Is Costa Mesa ready for some football?
That's one of the questions before City Council members Tuesday, when they're scheduled to vote on a proposed agreement that would allow the Los Angeles Chargers to host their summer training camp at the Jack R. Hammett Sports Complex.
The tentative deal, which the Daily Pilot first reported earlier this week, would run for up to 10 years and allow the National Football League franchise to use two of the complex's fields from mid-to-late July until mid-to-late August.
Fields at the sports complex are typically closed for turf renovation during that period, according to city officials.
The Chargers would pay the city about $150,570 a year to use the fields, with those dollars earmarked for improvements at the complex or to purchase equipment.
The franchise would also make a one-time $50,000 contribution to the city's mobile recreation program and a $10,000 donation to AYSO Region 120.

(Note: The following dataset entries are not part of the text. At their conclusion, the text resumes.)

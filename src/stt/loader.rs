//! Background model loading.
//!
//! Loading a GGML model takes seconds; doing it on the main path would make
//! the daemon unresponsive at startup.  [`BackgroundLoader`] runs the load
//! on a dedicated thread and itself implements [`TranscriptionEngine`]: it
//! reports not-ready until the load finishes and forwards calls to the
//! loaded engine afterwards.  Activation attempts before that point fail
//! with [`SttError::ModelNotReady`] and no session is created.

use std::sync::{Arc, OnceLock};

use log::{error, info};

use crate::audio::SpeechSegment;

use super::engine::{SttError, Transcript, TranscriptionEngine};

type LoadResult = Result<Box<dyn TranscriptionEngine>, SttError>;

/// Engine proxy that loads its backend on a background thread.
pub struct BackgroundLoader {
    slot: Arc<OnceLock<LoadResult>>,
}

impl BackgroundLoader {
    /// Spawn the loader thread.  `load` runs once on a thread named
    /// `model-loader`; its result is published atomically when done.
    ///
    /// # Panics
    ///
    /// Panics if the OS refuses to create the thread (extremely unlikely).
    pub fn spawn<F>(load: F) -> Self
    where
        F: FnOnce() -> LoadResult + Send + 'static,
    {
        let slot: Arc<OnceLock<LoadResult>> = Arc::new(OnceLock::new());
        let slot_clone = Arc::clone(&slot);

        std::thread::Builder::new()
            .name("model-loader".into())
            .spawn(move || {
                let start = std::time::Instant::now();
                let result = load();
                match &result {
                    Ok(_) => info!(
                        "model-loader: model ready after {:.1}s",
                        start.elapsed().as_secs_f32()
                    ),
                    Err(e) => error!("model-loader: load failed: {e}"),
                }
                let _ = slot_clone.set(result);
            })
            .expect("failed to spawn model-loader thread");

        Self { slot }
    }
}

impl TranscriptionEngine for BackgroundLoader {
    fn is_ready(&self) -> bool {
        matches!(self.slot.get(), Some(Ok(engine)) if engine.is_ready())
    }

    fn transcribe(&self, segment: &SpeechSegment) -> Result<Transcript, SttError> {
        match self.slot.get() {
            Some(Ok(engine)) => engine.transcribe(segment),
            // Load failure is sticky: every later call sees the same error.
            Some(Err(e)) => Err(e.clone()),
            None => Err(SttError::ModelNotReady),
        }
    }
}

#[cfg(test)]
mod tests {
    use super::*;
    use crate::stt::MockEngine;

    fn segment() -> SpeechSegment {
        SpeechSegment { samples: vec![0.0; 16_000] }
    }

    #[test]
    fn not_ready_until_load_completes() {
        // Gate the load so we can observe the not-ready window.
        let (gate_tx, gate_rx) = std::sync::mpsc::channel::<()>();

        let loader = BackgroundLoader::spawn(move || {
            gate_rx.recv().ok();
            Ok(Box::new(MockEngine::ok("loaded")) as Box<dyn TranscriptionEngine>)
        });

        assert!(!loader.is_ready());
        assert!(matches!(loader.transcribe(&segment()), Err(SttError::ModelNotReady)));

        gate_tx.send(()).unwrap();
        // Poll for the loader thread to publish.
        let deadline = std::time::Instant::now() + std::time::Duration::from_secs(5);
        while !loader.is_ready() {
            assert!(std::time::Instant::now() < deadline, "loader never became ready");
            std::thread::sleep(std::time::Duration::from_millis(5));
        }
        assert_eq!(loader.transcribe(&segment()).unwrap().text, "loaded");
    }

    #[test]
    fn load_failure_is_sticky() {
        let loader =
            BackgroundLoader::spawn(|| Err(SttError::ModelNotFound("/missing.bin".into())));

        let deadline = std::time::Instant::now() + std::time::Duration::from_secs(5);
        loop {
            match loader.transcribe(&segment()) {
                Err(SttError::ModelNotReady) => {
                    assert!(std::time::Instant::now() < deadline, "load result never published");
                    std::thread::sleep(std::time::Duration::from_millis(5));
                }
                Err(SttError::ModelNotFound(path)) => {
                    assert_eq!(path, "/missing.bin");
                    break;
                }
                other => panic!("unexpected result: {other:?}"),
            }
        }
        // A failed load never reports ready.
        assert!(!loader.is_ready());
    }
}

Along with prepping the fields each year to make sure they're ready for training camp, the Bolts plan to upgrade Fields 3 and 4 — the ones they will use — to NFL standards.
The city plans to develop a parking and traffic management plan to deal with potential issues arising from training camp taking place at roughly the same time as the nearby Orange County Fair, according to spokesman Tony Dodero.

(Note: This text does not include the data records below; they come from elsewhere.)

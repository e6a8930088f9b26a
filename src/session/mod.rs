//! Session orchestration layer.
//!
//! [`SessionOrchestrator`] ties the subsystems together: it borrows the
//! capture device for the lifetime of a session, pumps audio through the
//! segment detector, and dispatches closed segments to transcription and
//! delivery.  [`OrchestratorStatus`] is the shared, observable view of
//! what the orchestrator is doing.

pub mod orchestrator;
pub mod state;

pub use orchestrator::SessionOrchestrator;
pub use state::{new_shared_status, OrchestratorStatus, SessionState, SharedStatus};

The sports complex is at 2750 Fairview Road, about two miles from where the Chargers are developing a new headquarters and practice facility at 3333 Susan St.
New city committees
Council members will also consider creating new city committees.
The Youth Sports Committee would be charged with enhancing local youth sports programs and promoting a robust, safe and engaged youth sports environment.
During a discussion on the concept last month, some residents and council members questioned how such a committee could affect the existing Youth Sports Council — a liaison group formed by the nonprofit Costa Mesa United in collaboration with the city, the Newport-Mesa Unified School District and others.
Supporters say the Youth Sports Council brings different groups to the table to help solve potential conflicts and that a formal city committee could inject unnecessary politics into the youth sports world.
Others said creating a committee is preferable because it would be subject to stricter meeting and transparency rules.
Council members will also discuss establishing an Open Space and Recreation Advisory Committee.
Doing so is required under the provisions of the voter-approved Measure Z, which creates a new fee applying to all new development north of the 405 Freeway and west of Fairview Road.
The committee would advise the council on spending the fee money — which would go toward increasing recreation, open space and public parks.
Council members have the option of blending those two proposed panels into one unified Youth Sports, Open Space & Recreation Advisory Committee.
Merging them would decrease the burden on city staff and "allow for broader representation for youth sports and open space recreation activities," according to the meeting agenda.
A benefit of keeping them separate, however, is that "there would be no confusion pertaining to the intended mission of each of these committees as they were originally conceived," the agenda states.
Also proposed is a Fairview Park Steering Committee.That body would advise the council on matters pertaining to the park's master plan as well as the impacts of Measure AA,requires voter approval for a number of changes that could be proposed in the park.
Tuesday's council meeting starts at 6 p.m. in City Hall, 77 Fair Drive.